Des justes de l’Ancienne Alliance furent touchés à l’avance par la puissance de la Rédemption alors à venir. Mais d’une façon plus profonde la Mère de Jésus en a été touchée radicalement, elle dont le consentement était nécessaire pour qu’Il puisse être introduit dans le monde, selon le dessein de son Père. Les grandes perspectives du salut que S. Paul expose avec magnificence, mettent en pleine lumière le privilège de Celle dont le Seigneur voulut avoir besoin. Son humilité plonge alors ses racines dans cette mainmise divine sur son être. La nôtre au contraire se nourrit continûment de notre fragilité morale, chacun de nos pas étant exposé à nos illusions diffuses. Puisse notre piété mariale rapprocher peu à peu notre humilité de la sienne, puisse-t-elle se pénétrer de plus en plus de l’admiration respectueuse pour les magnalia Dei qui courbe spontanément la vie dans l’adoration en esprit et en vérité.

Notre maison est dédiée à l’Immaculée Conception, tout comme celle de nos Sœurs de Wisques. Mais cette année nous lui confions en outre notre Père abbé fondateur qui fut béni tel il y a juste 40 ans, et le Père abbé Président béni à Solesmes voilà 25 ans : notre Congrégation doit tant à l’Immaculée chantée par Dom Guéranger ! Confions lui aussi le nouvel archevêque de Paris, Mgr Michel Aupetit.

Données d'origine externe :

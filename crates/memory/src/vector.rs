//! Vector similarity and nearest-neighbour search.

use strata_core::memory::MemoryItem;

/// Compute cosine similarity between two vectors.
///
/// Returns a value in [-1, 1] where 1 = identical, 0 = orthogonal, -1 = opposite.
/// Returns 0.0 if the vectors differ in length, are empty, or either is zero.
pub fn cosine_similarity(a: &[f32], b: &[f32]) -> f32 {
    if a.len() != b.len() || a.is_empty() {
        return 0.0;
    }

    let mut dot = 0.0f64;
    let mut norm_a = 0.0f64;
    let mut norm_b = 0.0f64;

    for (x, y) in a.iter().zip(b.iter()) {
        let x = *x as f64;
        let y = *y as f64;
        dot += x * y;
        norm_a += x * x;
        norm_b += y * y;
    }

    let denom = norm_a.sqrt() * norm_b.sqrt();
    if denom < 1e-10 {
        return 0.0;
    }

    (dot / denom).clamp(-1.0, 1.0) as f32
}

/// L2 norm of a vector.
pub fn l2_norm(v: &[f32]) -> f32 {
    v.iter().map(|x| (*x as f64) * (*x as f64)).sum::<f64>().sqrt() as f32
}

/// Rank items by cosine similarity to a query embedding.
///
/// Returns `(similarity, item)` pairs sorted by descending similarity. Items
/// without an embedding, or below `min_score`, are skipped.
pub fn vector_search(
    items: &[MemoryItem],
    query_embedding: &[f32],
    limit: usize,
    min_score: f32,
) -> Vec<(f32, MemoryItem)> {
    let mut scored: Vec<(f32, MemoryItem)> = items
        .iter()
        .filter_map(|item| {
            let emb = item.embedding.as_ref()?;
            let sim = cosine_similarity(emb, query_embedding);
            (sim >= min_score).then(|| (sim, item.clone()))
        })
        .collect();

    scored.sort_by(|a, b| b.0.partial_cmp(&a.0).unwrap_or(std::cmp::Ordering::Equal));
    scored.truncate(limit);
    scored
}
//! Tiered memory: retention and retrieval policy on top of a backend.
//!
//! Every observation lands in the short tier. The medium tier takes it when
//! the retention policy calls it significant, the long tier when it is
//! persistence-worthy and an embedding could be produced. Long-tier
//! candidates whose embedding failed wait in a per-owner queue and are
//! retried on the owner's next significant observation.
//!
//! Retrieval blends recency with semantic similarity, deduplicates by
//! content hash and truncates. It never writes; access bookkeeping happens
//! through [`TieredMemory::touch`] at commit time.
//!
//! Every stored vector is tagged with the embedding space that produced it.
//! Vectors are only compared within one space: when a fallback embedder
//! answered for some items, retrieval re-embeds them into the query's space
//! on the fly, and the next observation rewrites them into the preferred
//! space for good.

use crate::retention::{HeuristicRetention, RetentionPolicy};
use crate::vector::{cosine_similarity, vector_search};
use chrono::{DateTime, Duration, Utc};
use serde::Serialize;
use sha2::{Digest, Sha256};
use std::collections::{HashMap, HashSet, VecDeque};
use std::sync::Arc;
use strata_core::error::MemoryError;
use strata_core::event::{DomainEvent, EventBus};
use strata_core::memory::{MemoryBackend, MemoryItem, MemoryTier};
use strata_core::provider::Embedder;
use strata_core::tool::query_words;
use tokio::sync::Mutex;
use tracing::{debug, info, warn};
use uuid::Uuid;

/// Deferred long-tier candidates kept per owner.
const PENDING_PER_OWNER: usize = 32;

/// Tier sizes, lifetimes and scoring weights.
#[derive(Debug, Clone)]
pub struct TierSettings {
    pub short_capacity: usize,
    pub short_ttl: Duration,
    pub medium_ttl: Duration,
    pub long_cap_per_owner: usize,
    pub recency_window_secs: f64,
    pub recency_weight: f32,
    pub similarity_weight: f32,
}

impl Default for TierSettings {
    fn default() -> Self {
        Self {
            short_capacity: 10,
            short_ttl: Duration::hours(1),
            medium_ttl: Duration::hours(24),
            long_cap_per_owner: 500,
            recency_window_secs: 3_600.0,
            recency_weight: 0.5,
            similarity_weight: 0.5,
        }
    }
}

/// SHA-256 (hex) of the whitespace-normalised, lowercased content.
pub fn content_hash(content: &str) -> String {
    let normalized = content
        .split_whitespace()
        .collect::<Vec<_>>()
        .join(" ")
        .to_lowercase();
    hex::encode(Sha256::digest(normalized.as_bytes()))
}

/// Recency in (0, 1]: 1.0 for brand-new items, 0.5 at one window of age.
pub fn recency_score(created_at: DateTime<Utc>, now: DateTime<Utc>, window_secs: f64) -> f32 {
    let age_secs = (now - created_at).num_milliseconds().max(0) as f64 / 1_000.0;
    (1.0 / (1.0 + age_secs / window_secs.max(1.0))) as f32
}

/// Something the user said or did, offered to the memory tiers.
#[derive(Debug, Clone)]
pub struct Observation {
    pub owner_id: String,
    pub session_id: Option<String>,
    pub content: String,
    pub tags: Vec<String>,
}

impl Observation {
    pub fn new(owner_id: impl Into<String>, content: impl Into<String>) -> Self {
        Self {
            owner_id: owner_id.into(),
            session_id: None,
            content: content.into(),
            tags: Vec::new(),
        }
    }

    pub fn session(mut self, session_id: impl Into<String>) -> Self {
        self.session_id = Some(session_id.into());
        self
    }

    pub fn tag(mut self, tag: impl Into<String>) -> Self {
        self.tags.push(tag.into());
        self
    }
}

/// What happened to a single-tier store.
#[derive(Debug, Clone)]
pub enum StoreDecision {
    Stored(MemoryItem),
    /// The tier's predicate rejected the observation.
    Skipped,
    /// Long-tier candidate queued because no embedding could be produced.
    Deferred,
}

impl StoreDecision {
    pub fn item(&self) -> Option<&MemoryItem> {
        match self {
            Self::Stored(item) => Some(item),
            _ => None,
        }
    }
}

/// Per-tier result of [`TieredMemory::observe`].
#[derive(Debug, Clone, Default)]
pub struct ObserveOutcome {
    pub short: Option<String>,
    pub medium: Option<String>,
    pub long: Option<String>,
    pub deferred: bool,
    /// Previously deferred candidates that made it into the long tier.
    pub retried: usize,
    /// Long items moved into the embedder's preferred space.
    pub reembedded: usize,
}

/// A retrieved item with the components of its score.
#[derive(Debug, Clone, Serialize)]
pub struct ScoredMemory {
    pub item: MemoryItem,
    pub recency: f32,
    pub similarity: f32,
    pub score: f32,
}

/// The memory system: three tiers over one [`MemoryBackend`].
pub struct TieredMemory {
    backend: Arc<dyn MemoryBackend>,
    embedder: Arc<dyn Embedder>,
    policy: Arc<dyn RetentionPolicy>,
    settings: TierSettings,
    pending: Mutex<HashMap<String, VecDeque<Observation>>>,
    owner_locks: Mutex<HashMap<String, Arc<Mutex<()>>>>,
    events: Option<Arc<EventBus>>,
}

Plaçons-le avec les deux Pères abbés et nous tous avec eux, dans le Magnificat de la Très Sainte Vierge : que la grâce de Dieu déploie en nous la force de son bras, dispersant ce qui relève de la superbe, renversant le quant-à-soi de son trône pour élever l’humilité en tous nos actes, en notre attitude, en notre existence entière à la suite de Marie, Trahe nos, Virgo Immaculata, post te curremus, amen, alleluia.